[Full-disclosure] TCP Hijacking (aka Man-in-the-Middle)
3APA3A
3APA3A at SECURITY.NNOV.RU
Fri Oct 26 09:41:37 BST 2007
Dear Valdis.Kletnieks at vt.edu,
During blind TCP spoofing you can send data, but you can not receive
one. That's why it's blind. The general idea is to insert some data,
e.g. commands into telnet session or HTTP request into established TCP
connection. Usually, you have only one packet to insert, because, after
connection is spoofed, sequence number go out of order and hijacked side
will reply with RST (unless you can blindly guess both sequence numbers
and predict the moment another side will sent some data with accuracy of
approximately 100ms. In this case both sides can consider extra packet
as a duplicate and ignore it).
So, generally, 1. there is no reason to spoof both connections. 2. it's
only possible if sequence number is 100% (or close to 100%) predictable.

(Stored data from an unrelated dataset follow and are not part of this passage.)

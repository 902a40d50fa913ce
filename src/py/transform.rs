//! PyO3 bindings for Rijksdriehoek coordinate transformation.

use numpy::{PyArray1, PyReadonlyArray1};
use pyo3::exceptions::PyValueError;
use pyo3::prelude::*;

use crate::proj::rijksdriehoek::{self, Rijksdriehoek};
use crate::proj::{transform_points, Direction};

/// Project one point: (lon, lat) in radians -> (x, y) in metres.
#[pyfunction]
pub fn forward(lon: f64, lat: f64) -> (f64, f64) {
    rijksdriehoek::forward(lon, lat)
}

/// Unproject one point: (x, y) in metres -> (lon, lat) in decimal degrees.
#[pyfunction]
pub fn inverse(x: f64, y: f64) -> (f64, f64) {
    rijksdriehoek::inverse(x, y)
}

/// Project arrays of coordinates onto the RD grid.
///
/// Args:
///     lon: 1D array of longitudes in radians.
///     lat: 1D array of latitudes in radians.
///
/// Returns:
///     Tuple of (x, y) arrays in metres.
#[pyfunction]
#[allow(clippy::type_complexity)]
pub fn forward_points<'py>(
    py: Python<'py>,
    lon: PyReadonlyArray1<'py, f64>,
    lat: PyReadonlyArray1<'py, f64>,
) -> PyResult<(Bound<'py, PyArray1<f64>>, Bound<'py, PyArray1<f64>>)> {
    run(py, lon, lat, Direction::Forward)
}

/// Unproject arrays of RD coordinates.
///
/// Args:
///     x: 1D array of eastings in metres.
///     y: 1D array of northings in metres.
///
/// Returns:
///     Tuple of (lon, lat) arrays in decimal degrees.
#[pyfunction]
#[allow(clippy::type_complexity)]
pub fn inverse_points<'py>(
    py: Python<'py>,
    x: PyReadonlyArray1<'py, f64>,
    y: PyReadonlyArray1<'py, f64>,
) -> PyResult<(Bound<'py, PyArray1<f64>>, Bound<'py, PyArray1<f64>>)> {
    run(py, x, y, Direction::Inverse)
}

#[allow(clippy::type_complexity)]
fn run<'py>(
    py: Python<'py>,
    a: PyReadonlyArray1<'py, f64>,
    b: PyReadonlyArray1<'py, f64>,
    direction: Direction,
) -> PyResult<(Bound<'py, PyArray1<f64>>, Bound<'py, PyArray1<f64>>)> {
    let a: Vec<f64> = a.as_array().iter().copied().collect();
    let b: Vec<f64> = b.as_array().iter().copied().collect();

    let (xs, ys) = py
        .allow_threads(move || transform_points(&Rijksdriehoek, &a, &b, direction))
        .map_err(|e| PyValueError::new_err(e.to_string()))?;

    Ok((
        PyArray1::from_owned_array(py, ndarray::Array1::from(xs)),
        PyArray1::from_owned_array(py, ndarray::Array1::from(ys)),
    ))
}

--Friday, October 26, 2007, 1:14:23 AM, you wrote to 3APA3A at SECURITY.NNOV.RU:
VKve> On Fri, 26 Oct 2007 00:43:10 +0400, 3APA3A said:
>> Randomized ISN doesn't protect against MitM.
VKve> Doing a MitM is basically just spoofing two connections at the
VKve> same time. If you know how to do one, you know how to do two. And
VKve> if you know how to do one of them *blind*, it vastly increases
VKve> your options (as you only need to be able to see the traffic in
VKve> one direction rather than both).